Saved data entries

============================================================

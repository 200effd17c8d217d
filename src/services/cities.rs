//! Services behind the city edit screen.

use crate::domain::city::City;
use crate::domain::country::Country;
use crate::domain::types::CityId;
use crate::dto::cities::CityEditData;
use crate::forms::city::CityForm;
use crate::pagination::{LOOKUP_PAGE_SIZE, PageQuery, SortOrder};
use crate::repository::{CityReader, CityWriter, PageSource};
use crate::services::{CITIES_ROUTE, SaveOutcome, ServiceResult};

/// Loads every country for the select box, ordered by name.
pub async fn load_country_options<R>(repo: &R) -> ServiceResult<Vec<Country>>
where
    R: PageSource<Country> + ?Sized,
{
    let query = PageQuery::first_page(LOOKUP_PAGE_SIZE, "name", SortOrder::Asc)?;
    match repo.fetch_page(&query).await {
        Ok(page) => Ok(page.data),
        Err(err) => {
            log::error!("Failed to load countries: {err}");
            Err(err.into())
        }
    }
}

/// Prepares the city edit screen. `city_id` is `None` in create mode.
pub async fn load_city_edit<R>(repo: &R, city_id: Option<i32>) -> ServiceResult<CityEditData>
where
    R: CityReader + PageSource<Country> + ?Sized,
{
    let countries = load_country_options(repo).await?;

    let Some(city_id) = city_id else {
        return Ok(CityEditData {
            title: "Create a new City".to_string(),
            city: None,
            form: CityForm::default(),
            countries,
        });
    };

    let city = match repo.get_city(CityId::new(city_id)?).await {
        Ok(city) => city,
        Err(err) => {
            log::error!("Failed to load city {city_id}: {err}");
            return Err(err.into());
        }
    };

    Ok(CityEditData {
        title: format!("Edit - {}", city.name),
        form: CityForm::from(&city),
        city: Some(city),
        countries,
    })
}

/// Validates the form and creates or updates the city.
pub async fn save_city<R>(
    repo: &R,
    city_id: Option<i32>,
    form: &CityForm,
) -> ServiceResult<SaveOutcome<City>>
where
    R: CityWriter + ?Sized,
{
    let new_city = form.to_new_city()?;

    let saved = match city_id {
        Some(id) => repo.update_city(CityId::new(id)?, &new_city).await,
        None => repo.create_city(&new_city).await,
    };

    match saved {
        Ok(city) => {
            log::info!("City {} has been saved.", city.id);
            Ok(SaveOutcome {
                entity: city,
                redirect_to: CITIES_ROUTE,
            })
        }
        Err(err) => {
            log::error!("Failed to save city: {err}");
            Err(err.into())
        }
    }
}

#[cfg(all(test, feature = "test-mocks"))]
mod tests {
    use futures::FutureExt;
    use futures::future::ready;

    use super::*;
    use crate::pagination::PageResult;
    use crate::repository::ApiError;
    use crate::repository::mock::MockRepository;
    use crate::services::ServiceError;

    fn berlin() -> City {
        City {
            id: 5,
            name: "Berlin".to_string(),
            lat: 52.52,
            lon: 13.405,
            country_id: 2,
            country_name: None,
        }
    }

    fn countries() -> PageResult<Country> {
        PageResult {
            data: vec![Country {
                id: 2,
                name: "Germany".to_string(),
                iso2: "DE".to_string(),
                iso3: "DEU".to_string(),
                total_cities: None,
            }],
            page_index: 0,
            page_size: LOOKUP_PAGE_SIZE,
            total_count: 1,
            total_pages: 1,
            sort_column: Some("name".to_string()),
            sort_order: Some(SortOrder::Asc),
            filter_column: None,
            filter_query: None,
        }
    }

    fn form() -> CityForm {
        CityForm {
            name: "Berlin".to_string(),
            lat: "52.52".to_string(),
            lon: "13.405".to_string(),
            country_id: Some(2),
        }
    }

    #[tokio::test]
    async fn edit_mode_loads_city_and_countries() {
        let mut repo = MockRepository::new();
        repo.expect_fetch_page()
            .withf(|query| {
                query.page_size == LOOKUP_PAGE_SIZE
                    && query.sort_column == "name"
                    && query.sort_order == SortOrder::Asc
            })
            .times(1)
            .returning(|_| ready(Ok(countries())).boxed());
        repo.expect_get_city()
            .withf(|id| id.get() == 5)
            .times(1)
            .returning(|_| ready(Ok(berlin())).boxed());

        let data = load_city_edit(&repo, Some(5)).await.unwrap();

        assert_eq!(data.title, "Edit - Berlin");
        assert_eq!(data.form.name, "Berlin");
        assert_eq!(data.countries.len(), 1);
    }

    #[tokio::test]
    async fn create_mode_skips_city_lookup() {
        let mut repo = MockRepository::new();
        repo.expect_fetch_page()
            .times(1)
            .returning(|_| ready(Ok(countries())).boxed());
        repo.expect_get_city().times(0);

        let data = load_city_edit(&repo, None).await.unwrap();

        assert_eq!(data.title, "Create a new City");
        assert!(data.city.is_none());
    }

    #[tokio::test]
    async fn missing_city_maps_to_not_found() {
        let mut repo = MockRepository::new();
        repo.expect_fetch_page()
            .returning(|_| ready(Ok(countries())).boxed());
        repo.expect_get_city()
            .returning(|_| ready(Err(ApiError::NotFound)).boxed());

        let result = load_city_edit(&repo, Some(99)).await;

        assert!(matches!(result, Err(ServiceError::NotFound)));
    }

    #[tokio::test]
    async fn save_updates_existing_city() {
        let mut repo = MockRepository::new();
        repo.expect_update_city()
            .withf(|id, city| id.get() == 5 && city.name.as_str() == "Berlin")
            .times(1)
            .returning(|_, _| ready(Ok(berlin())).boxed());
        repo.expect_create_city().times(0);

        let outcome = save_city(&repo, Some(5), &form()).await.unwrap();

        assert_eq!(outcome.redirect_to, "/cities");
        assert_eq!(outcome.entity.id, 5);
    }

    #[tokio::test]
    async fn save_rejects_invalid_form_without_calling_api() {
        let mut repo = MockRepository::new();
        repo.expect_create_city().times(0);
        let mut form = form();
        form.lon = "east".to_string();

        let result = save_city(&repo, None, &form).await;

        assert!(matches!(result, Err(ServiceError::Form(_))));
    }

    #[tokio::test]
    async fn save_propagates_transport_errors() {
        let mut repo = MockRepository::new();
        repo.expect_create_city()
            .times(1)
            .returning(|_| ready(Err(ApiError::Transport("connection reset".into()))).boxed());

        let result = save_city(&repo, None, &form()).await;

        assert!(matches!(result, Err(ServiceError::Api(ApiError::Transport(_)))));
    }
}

============================================================

- _WORK REQUIRED_
Pull out all lines from the entries above in which the word "CityEditData" appears.

- _THE COMPLETED TASK_
use crate::dto::cities::CityEditData;
pub async fn load_city_edit<R>(repo: &R, city_id: Option<i32>) -> ServiceResult<CityEditData>
        return Ok(CityEditData {
    Ok(CityEditData {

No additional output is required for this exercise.